= WHAT IS REQUIRED =
For each line in the data that includes "models", make a copy.

= INPUT RECORDS =
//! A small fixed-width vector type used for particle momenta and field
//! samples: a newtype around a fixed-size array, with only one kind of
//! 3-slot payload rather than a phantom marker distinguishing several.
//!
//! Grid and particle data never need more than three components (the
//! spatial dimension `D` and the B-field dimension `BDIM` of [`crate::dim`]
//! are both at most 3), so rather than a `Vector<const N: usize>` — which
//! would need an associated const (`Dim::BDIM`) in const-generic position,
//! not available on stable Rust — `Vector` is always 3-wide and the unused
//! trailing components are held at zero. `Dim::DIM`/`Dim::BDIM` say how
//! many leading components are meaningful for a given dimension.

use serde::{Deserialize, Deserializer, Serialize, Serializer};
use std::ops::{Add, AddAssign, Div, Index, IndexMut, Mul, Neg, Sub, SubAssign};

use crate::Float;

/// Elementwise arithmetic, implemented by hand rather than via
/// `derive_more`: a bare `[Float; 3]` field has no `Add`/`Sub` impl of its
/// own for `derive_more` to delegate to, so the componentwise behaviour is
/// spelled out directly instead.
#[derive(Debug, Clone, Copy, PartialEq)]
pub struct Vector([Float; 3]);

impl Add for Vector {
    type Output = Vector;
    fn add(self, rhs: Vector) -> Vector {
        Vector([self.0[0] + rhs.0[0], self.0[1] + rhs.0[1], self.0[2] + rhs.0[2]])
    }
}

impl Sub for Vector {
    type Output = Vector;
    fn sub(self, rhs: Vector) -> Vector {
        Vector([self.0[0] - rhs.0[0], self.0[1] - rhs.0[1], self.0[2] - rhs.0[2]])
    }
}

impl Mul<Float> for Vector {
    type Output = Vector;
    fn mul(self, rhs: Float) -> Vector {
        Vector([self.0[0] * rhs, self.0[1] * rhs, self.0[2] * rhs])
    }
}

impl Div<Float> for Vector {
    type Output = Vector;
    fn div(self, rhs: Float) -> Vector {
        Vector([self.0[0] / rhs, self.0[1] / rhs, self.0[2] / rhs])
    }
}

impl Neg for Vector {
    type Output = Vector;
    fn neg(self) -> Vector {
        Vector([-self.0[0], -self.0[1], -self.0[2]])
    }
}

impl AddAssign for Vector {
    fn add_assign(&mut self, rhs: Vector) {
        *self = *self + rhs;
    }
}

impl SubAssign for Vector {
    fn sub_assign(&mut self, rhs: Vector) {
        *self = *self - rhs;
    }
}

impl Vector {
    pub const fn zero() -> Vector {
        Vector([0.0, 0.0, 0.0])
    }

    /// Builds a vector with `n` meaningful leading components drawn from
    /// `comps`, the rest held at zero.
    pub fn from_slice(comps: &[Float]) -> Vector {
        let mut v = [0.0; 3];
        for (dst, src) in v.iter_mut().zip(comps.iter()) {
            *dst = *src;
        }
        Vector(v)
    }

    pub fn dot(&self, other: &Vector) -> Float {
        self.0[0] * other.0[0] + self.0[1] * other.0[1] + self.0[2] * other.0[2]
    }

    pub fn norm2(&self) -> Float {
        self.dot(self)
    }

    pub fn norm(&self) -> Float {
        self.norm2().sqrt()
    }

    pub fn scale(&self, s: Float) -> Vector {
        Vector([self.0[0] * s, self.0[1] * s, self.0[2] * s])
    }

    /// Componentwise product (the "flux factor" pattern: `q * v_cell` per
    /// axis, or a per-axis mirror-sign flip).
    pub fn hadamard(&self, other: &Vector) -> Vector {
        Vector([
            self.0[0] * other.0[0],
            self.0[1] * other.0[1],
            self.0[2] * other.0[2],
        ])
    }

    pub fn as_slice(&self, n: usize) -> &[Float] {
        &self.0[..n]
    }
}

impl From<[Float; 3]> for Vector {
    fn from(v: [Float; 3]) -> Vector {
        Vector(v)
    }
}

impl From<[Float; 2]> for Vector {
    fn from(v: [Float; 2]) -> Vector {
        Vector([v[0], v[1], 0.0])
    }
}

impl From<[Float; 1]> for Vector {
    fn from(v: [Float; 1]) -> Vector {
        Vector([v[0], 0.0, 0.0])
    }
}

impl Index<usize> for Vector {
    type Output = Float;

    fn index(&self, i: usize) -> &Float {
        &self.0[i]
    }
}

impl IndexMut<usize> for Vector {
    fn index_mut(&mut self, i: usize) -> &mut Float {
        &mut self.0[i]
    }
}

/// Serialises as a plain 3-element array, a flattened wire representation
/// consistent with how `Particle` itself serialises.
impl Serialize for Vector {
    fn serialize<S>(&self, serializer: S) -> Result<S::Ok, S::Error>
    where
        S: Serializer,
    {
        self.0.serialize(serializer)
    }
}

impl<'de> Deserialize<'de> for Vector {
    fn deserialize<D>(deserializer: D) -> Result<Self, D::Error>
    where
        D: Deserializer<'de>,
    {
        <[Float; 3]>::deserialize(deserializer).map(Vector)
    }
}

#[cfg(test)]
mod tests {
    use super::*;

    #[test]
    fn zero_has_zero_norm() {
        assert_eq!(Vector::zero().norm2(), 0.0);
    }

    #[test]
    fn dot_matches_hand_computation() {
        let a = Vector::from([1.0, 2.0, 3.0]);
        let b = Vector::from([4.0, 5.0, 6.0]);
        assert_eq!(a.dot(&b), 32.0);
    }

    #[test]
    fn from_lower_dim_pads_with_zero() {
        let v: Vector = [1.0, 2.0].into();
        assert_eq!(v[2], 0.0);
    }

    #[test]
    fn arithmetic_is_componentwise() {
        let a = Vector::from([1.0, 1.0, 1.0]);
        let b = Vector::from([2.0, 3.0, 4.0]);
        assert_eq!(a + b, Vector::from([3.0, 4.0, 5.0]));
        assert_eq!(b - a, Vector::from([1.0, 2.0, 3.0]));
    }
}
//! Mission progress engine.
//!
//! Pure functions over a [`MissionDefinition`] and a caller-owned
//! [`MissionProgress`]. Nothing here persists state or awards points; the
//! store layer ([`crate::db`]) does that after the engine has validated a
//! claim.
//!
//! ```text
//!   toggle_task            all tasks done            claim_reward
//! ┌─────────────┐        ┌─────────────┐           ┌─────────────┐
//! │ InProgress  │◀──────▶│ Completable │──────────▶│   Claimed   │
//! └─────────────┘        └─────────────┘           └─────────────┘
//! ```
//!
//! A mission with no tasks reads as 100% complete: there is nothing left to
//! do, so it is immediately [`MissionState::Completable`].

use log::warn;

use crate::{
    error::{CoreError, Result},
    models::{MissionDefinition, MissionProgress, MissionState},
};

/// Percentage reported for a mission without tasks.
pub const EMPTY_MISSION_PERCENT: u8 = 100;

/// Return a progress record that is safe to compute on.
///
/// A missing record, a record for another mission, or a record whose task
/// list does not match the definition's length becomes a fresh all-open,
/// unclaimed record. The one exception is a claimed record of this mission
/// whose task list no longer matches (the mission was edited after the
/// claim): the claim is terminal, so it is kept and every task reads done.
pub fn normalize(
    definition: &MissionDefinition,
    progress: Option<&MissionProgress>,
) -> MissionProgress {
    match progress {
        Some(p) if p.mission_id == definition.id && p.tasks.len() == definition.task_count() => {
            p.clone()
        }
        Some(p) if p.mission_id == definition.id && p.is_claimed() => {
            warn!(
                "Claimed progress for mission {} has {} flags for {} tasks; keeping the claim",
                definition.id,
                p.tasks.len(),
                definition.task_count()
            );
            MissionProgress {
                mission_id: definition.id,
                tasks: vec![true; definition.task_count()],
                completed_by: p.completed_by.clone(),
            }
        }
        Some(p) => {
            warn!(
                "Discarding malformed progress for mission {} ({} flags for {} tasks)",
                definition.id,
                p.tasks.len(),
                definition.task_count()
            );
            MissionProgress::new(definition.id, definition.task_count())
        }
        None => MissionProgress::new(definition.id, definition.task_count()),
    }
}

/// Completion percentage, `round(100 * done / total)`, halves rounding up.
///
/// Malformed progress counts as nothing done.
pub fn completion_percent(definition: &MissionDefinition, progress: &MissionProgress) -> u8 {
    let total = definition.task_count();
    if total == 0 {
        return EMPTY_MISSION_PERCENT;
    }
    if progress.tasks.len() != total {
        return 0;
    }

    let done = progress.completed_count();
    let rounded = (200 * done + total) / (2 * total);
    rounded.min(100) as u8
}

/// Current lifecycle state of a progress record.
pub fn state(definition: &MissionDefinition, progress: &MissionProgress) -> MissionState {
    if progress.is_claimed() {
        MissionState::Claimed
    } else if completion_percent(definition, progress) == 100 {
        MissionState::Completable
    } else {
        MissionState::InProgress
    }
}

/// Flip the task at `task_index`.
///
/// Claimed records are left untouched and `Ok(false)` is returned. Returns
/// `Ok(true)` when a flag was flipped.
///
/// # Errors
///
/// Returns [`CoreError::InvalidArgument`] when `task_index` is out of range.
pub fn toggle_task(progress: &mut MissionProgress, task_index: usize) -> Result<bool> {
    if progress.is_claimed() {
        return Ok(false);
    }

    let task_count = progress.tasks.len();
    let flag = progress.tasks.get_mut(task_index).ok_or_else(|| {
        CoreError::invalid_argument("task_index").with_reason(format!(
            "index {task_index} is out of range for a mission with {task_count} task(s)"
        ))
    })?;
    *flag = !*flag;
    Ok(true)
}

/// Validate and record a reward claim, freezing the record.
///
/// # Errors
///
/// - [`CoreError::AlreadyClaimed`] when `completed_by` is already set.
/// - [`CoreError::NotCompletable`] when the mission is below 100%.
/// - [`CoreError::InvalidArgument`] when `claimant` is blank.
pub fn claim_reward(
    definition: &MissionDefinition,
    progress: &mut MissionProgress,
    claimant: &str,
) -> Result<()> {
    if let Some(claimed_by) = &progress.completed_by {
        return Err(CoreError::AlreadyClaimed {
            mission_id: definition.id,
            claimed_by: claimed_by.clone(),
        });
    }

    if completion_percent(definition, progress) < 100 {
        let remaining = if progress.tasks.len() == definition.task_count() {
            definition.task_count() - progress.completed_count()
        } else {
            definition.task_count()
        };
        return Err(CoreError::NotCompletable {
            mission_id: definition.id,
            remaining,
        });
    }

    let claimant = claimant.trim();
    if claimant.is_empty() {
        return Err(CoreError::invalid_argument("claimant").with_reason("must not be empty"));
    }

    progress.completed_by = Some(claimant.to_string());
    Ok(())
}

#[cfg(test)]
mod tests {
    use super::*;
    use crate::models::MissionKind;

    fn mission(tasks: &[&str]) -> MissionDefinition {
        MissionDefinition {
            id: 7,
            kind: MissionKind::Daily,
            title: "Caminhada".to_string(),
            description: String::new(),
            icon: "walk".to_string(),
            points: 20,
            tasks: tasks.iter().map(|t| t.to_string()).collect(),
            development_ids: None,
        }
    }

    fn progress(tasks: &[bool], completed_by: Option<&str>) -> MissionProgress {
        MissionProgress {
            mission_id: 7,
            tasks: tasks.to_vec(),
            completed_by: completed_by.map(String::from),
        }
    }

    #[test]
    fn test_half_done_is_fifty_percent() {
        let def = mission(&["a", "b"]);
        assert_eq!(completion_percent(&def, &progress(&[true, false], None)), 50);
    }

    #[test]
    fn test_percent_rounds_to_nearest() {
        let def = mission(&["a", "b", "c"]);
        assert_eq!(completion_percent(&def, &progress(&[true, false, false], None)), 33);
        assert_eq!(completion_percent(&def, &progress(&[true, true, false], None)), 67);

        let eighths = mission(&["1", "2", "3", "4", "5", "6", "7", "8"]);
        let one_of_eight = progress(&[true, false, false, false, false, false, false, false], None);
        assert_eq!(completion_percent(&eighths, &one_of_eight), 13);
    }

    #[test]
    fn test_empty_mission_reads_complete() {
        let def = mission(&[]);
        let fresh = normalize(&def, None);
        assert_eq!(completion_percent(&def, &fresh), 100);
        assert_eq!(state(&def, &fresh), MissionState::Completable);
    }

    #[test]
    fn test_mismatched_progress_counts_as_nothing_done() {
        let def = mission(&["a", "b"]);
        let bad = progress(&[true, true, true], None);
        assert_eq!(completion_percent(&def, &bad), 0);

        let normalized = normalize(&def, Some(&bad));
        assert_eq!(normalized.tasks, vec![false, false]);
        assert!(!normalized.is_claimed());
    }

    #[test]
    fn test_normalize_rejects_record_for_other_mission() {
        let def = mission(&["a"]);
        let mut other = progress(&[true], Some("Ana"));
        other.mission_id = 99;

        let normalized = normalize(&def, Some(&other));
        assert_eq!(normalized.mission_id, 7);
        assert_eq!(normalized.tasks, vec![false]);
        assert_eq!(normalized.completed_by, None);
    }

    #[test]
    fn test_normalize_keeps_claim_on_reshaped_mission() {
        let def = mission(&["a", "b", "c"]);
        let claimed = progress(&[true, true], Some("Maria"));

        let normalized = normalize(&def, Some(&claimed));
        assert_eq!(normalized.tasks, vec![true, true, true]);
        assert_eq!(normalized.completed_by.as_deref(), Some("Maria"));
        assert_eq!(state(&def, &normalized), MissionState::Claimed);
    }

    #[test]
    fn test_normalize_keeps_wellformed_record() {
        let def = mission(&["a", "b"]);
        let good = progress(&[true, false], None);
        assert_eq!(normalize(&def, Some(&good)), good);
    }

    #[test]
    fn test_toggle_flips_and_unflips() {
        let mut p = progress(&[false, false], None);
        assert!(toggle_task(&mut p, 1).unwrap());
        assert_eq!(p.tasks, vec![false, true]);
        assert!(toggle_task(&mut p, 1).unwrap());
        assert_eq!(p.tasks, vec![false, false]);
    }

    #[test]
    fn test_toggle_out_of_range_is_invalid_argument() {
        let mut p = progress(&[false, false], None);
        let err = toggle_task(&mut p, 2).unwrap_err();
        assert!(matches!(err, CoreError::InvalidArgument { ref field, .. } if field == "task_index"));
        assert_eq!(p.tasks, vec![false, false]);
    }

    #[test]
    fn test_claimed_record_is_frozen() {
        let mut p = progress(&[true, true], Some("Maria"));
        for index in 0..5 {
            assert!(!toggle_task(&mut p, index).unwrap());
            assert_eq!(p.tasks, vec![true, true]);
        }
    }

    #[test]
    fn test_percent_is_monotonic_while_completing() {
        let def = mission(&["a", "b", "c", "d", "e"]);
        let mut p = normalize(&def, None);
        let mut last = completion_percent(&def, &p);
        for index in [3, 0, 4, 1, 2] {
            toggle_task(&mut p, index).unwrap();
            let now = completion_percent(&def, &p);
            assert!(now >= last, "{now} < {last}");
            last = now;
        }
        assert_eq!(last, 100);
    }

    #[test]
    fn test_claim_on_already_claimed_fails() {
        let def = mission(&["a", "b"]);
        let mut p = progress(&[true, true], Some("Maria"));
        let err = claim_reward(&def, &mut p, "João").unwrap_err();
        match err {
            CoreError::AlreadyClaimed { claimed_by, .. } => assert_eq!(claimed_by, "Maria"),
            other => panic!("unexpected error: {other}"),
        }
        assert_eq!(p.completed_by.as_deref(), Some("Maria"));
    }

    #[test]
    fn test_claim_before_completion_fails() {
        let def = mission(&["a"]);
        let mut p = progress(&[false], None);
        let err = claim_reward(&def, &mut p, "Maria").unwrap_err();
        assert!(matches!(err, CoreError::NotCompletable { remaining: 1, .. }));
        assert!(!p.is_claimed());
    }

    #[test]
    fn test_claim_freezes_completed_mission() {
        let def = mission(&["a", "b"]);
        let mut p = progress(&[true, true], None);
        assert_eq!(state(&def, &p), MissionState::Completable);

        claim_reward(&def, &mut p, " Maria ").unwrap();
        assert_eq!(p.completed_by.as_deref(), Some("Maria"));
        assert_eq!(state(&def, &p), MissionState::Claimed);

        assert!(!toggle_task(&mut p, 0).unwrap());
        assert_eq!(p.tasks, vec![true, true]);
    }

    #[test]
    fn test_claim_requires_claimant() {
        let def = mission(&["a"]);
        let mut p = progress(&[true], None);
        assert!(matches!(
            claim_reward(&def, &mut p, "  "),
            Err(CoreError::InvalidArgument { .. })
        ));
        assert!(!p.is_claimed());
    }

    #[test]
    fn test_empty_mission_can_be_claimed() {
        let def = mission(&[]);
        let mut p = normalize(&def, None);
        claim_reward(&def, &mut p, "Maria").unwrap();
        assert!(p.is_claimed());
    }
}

--

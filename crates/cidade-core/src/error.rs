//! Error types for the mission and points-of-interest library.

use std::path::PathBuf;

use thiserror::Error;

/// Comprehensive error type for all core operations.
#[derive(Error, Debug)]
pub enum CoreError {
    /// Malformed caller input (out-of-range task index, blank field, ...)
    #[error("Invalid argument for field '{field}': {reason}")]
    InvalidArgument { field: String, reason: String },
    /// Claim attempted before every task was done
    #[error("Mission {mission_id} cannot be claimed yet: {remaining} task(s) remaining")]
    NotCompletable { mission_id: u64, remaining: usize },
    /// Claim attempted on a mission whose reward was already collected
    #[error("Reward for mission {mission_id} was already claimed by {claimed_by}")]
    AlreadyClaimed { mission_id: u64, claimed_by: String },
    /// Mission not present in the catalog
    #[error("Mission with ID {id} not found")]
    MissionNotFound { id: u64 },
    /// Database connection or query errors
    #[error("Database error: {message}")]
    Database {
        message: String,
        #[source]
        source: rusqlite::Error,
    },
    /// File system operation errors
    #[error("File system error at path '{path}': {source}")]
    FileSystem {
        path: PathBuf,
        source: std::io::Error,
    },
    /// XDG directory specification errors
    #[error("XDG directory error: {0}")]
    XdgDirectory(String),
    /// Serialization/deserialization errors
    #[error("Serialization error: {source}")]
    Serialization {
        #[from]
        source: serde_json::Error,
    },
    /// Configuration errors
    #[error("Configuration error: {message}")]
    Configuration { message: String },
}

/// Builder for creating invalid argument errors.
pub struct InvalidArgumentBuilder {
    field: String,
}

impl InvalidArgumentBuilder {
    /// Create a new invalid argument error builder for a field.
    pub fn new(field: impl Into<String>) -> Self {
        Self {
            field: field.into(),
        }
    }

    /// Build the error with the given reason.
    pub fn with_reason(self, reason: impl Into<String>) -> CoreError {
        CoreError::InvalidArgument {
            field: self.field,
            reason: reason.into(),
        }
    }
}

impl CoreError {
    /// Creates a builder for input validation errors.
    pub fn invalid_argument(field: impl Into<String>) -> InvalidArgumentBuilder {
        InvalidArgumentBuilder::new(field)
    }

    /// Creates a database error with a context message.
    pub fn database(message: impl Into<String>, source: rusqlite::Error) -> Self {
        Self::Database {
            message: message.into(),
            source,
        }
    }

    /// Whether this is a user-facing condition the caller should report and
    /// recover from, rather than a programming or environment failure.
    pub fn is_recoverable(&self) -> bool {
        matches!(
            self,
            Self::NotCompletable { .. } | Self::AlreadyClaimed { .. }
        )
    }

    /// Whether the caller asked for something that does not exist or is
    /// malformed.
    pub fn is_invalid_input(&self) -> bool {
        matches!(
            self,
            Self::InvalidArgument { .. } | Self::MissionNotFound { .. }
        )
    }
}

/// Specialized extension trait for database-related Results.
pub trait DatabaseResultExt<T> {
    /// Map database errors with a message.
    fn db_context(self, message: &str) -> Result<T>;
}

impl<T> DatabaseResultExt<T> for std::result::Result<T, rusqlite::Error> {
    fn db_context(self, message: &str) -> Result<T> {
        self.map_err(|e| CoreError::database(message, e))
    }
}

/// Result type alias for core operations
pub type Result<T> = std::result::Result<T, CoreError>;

==

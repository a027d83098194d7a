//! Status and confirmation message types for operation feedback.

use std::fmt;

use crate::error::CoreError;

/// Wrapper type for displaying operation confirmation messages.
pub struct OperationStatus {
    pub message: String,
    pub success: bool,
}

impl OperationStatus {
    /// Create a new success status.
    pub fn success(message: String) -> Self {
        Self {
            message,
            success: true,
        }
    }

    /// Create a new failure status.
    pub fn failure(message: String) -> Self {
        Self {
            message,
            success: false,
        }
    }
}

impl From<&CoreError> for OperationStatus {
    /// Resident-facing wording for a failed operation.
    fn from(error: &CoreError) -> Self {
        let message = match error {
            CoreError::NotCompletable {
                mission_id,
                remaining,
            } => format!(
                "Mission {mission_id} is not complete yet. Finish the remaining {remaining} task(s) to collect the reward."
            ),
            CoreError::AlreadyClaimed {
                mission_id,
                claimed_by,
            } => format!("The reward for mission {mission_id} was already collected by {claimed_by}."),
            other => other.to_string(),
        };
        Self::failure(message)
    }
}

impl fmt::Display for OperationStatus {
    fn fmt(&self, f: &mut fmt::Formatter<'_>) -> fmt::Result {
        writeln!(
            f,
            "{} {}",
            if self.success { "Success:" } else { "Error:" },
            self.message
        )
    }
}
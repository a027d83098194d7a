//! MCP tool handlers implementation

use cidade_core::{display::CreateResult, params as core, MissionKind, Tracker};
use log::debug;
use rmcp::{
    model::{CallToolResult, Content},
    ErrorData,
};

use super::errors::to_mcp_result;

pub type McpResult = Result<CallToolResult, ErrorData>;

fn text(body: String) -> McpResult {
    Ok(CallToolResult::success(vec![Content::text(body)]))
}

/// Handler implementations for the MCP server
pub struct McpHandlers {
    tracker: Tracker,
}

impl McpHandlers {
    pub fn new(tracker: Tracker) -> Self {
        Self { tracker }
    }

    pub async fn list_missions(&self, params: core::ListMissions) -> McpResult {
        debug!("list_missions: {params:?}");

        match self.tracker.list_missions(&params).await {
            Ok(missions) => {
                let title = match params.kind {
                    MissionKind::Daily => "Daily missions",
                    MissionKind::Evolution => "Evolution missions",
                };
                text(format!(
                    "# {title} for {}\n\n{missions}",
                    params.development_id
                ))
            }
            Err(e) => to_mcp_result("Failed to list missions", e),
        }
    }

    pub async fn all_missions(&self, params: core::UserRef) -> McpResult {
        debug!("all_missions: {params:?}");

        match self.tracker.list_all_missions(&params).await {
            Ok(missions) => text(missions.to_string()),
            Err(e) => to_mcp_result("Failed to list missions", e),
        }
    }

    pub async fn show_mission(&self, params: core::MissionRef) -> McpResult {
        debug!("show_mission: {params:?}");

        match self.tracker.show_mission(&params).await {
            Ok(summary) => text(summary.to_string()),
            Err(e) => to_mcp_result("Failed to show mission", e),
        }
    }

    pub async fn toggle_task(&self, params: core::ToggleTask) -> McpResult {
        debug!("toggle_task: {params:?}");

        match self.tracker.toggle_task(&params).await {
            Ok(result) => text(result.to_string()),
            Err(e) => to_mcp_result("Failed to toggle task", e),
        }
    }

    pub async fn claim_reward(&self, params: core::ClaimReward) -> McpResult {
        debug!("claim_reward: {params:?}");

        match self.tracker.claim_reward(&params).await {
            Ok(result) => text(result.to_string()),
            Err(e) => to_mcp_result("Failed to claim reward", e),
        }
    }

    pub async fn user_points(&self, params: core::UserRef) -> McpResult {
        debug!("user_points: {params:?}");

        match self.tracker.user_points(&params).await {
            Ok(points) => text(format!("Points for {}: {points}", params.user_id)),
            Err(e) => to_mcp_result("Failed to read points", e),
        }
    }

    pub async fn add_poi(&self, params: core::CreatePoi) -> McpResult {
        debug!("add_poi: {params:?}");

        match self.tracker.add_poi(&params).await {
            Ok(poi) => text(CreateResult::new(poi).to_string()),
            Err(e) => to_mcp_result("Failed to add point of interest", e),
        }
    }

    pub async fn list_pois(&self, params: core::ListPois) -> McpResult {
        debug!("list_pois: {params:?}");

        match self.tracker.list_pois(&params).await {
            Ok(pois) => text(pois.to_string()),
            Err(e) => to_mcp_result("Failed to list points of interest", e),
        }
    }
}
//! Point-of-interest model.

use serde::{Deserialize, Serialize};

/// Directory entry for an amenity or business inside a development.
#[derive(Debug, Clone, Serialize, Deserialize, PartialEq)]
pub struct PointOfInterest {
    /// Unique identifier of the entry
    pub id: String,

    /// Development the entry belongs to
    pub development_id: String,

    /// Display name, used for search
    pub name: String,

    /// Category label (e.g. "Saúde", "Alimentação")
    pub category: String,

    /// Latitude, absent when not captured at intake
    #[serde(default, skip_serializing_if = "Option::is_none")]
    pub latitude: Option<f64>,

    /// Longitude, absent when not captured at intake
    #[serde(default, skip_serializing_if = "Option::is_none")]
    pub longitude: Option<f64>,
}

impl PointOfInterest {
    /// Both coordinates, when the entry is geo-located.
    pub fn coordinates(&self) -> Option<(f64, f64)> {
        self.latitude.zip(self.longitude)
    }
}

= RESPONSE AREA =
    models::{MissionDefinition, MissionProgress, MissionState},
    use crate::models::MissionKind;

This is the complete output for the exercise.